Ortega spoke with a distinct change in the pitch and timbre of his voice. "Dolores. Information. Convict labor. Total current value of contracts at Malvinas station."
"EIGHTY-SEVEN THOUSAND FOUR HUNDRED AND NINE FRANCS THIRTY-FOUR CENTIMES, DARLING," a wall panel said. The voice was a rich contralto, totally unlike the impersonal tones Doyle had heard. Ortega looked embarrassed.
"I will change the voice, Superintendent. When I am alone I prefer—"
"No, no, make no changes," Enoch insisted. He grinned. "What crimes have we here?"
Ortega spoke to the computer again. The contralto voice replied, "THREE MURDERS. TWENTY-FOUR GRAND THEFT. ONE HUNDRED AND THREE PROPERTY DESTRUCTION DUE TO CARELESS OPERATION OF MACHINERY. TWENTY-THREE INJURY TO FELLOW WORKMEN. OF THE LATTER TWO CATEGORIES, EIGHTY-SIX ARE DUE TO ABUSE OF ALCOHOL OR DRUGS. DETAIL. SEVEN—"

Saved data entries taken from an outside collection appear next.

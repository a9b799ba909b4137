//! code-index - a project-scoped code intelligence index
//!
//! Maintains a persistent on-disk index that maps source text to lexical
//! full-text postings, dense semantic embeddings, and a structural
//! symbol/call graph. A long-lived server answers hybrid search and symbol
//! navigation requests over a line-oriented JSON-RPC tool protocol while a
//! file watcher keeps the index coherent with the working tree.

pub mod adapters;
pub mod application;
pub mod domain;
pub mod infrastructure;
pub mod server;

// Re-export core types for public API
pub use domain::error::{Error, Result};
pub use domain::types::*;

// Re-export main entry points
pub use application::indexing::Indexer;
pub use application::search::HybridSearch;
pub use server::run_server;
//! Embedding provider port.

use std::sync::Arc;

use async_trait::async_trait;

use crate::domain::error::Result;

/// Contract for adapters that transform text into dense vectors.
///
/// Implementations own their model lifecycle. Inference is not assumed to
/// be re-entrant; the engine serializes calls through a work queue, so
/// `embed_batch` may take `&self` and lock internally.
#[async_trait]
pub trait EmbeddingProvider: Send + Sync {
    /// Embed a batch of texts, one vector per input, in input order.
    async fn embed_batch(&self, texts: &[String]) -> Result<Vec<Vec<f32>>>;

    /// Output vector dimensionality.
    fn dimensions(&self) -> usize;

    /// Model identifier, part of the embedding cache key.
    fn model_id(&self) -> &str;

    /// Model version tag, part of the embedding cache key.
    fn model_version(&self) -> &str;

    /// Health check for the provider.
    async fn health_check(&self) -> Result<()> {
        self.embed_batch(&["health check".to_string()]).await?;
        Ok(())
    }
}

/// Shared provider handle.
pub type SharedEmbeddingProvider = Arc<dyn EmbeddingProvider>;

"Sufficient. Thank you," Doyle said.
"YES, DEAR."
Ortega looked up, surprised. "I had not known Dolores was keyed to your voice—Ah." He looked closely at Doyle. "Implant."
"Of course. If you are ever promoted to Superintendent, you will have one also. Not that they are as useful as is thought, but sometimes it is a great convenience. How many convict laborers on the mainland?" he asked in the tones recognized by office computers. There was no answer.
"Dolores does not have the key-word program," Ortega explained. He translated: "Information. Santa Rosa. Convict labor. Total number and value of contracts."
"TWO HUNDRED FORTY-SEVEN CONVICTS. VALUE OF CONTRACTS SEVENTY THOUSAND FRANCS NINETY CENTIMES. ADDITIONAL. TOTAL VALUE OF CONTRACTS ON MAINLAND PROBABLE VALUE ZERO. SOMEBODY BLEW IT, DARLING."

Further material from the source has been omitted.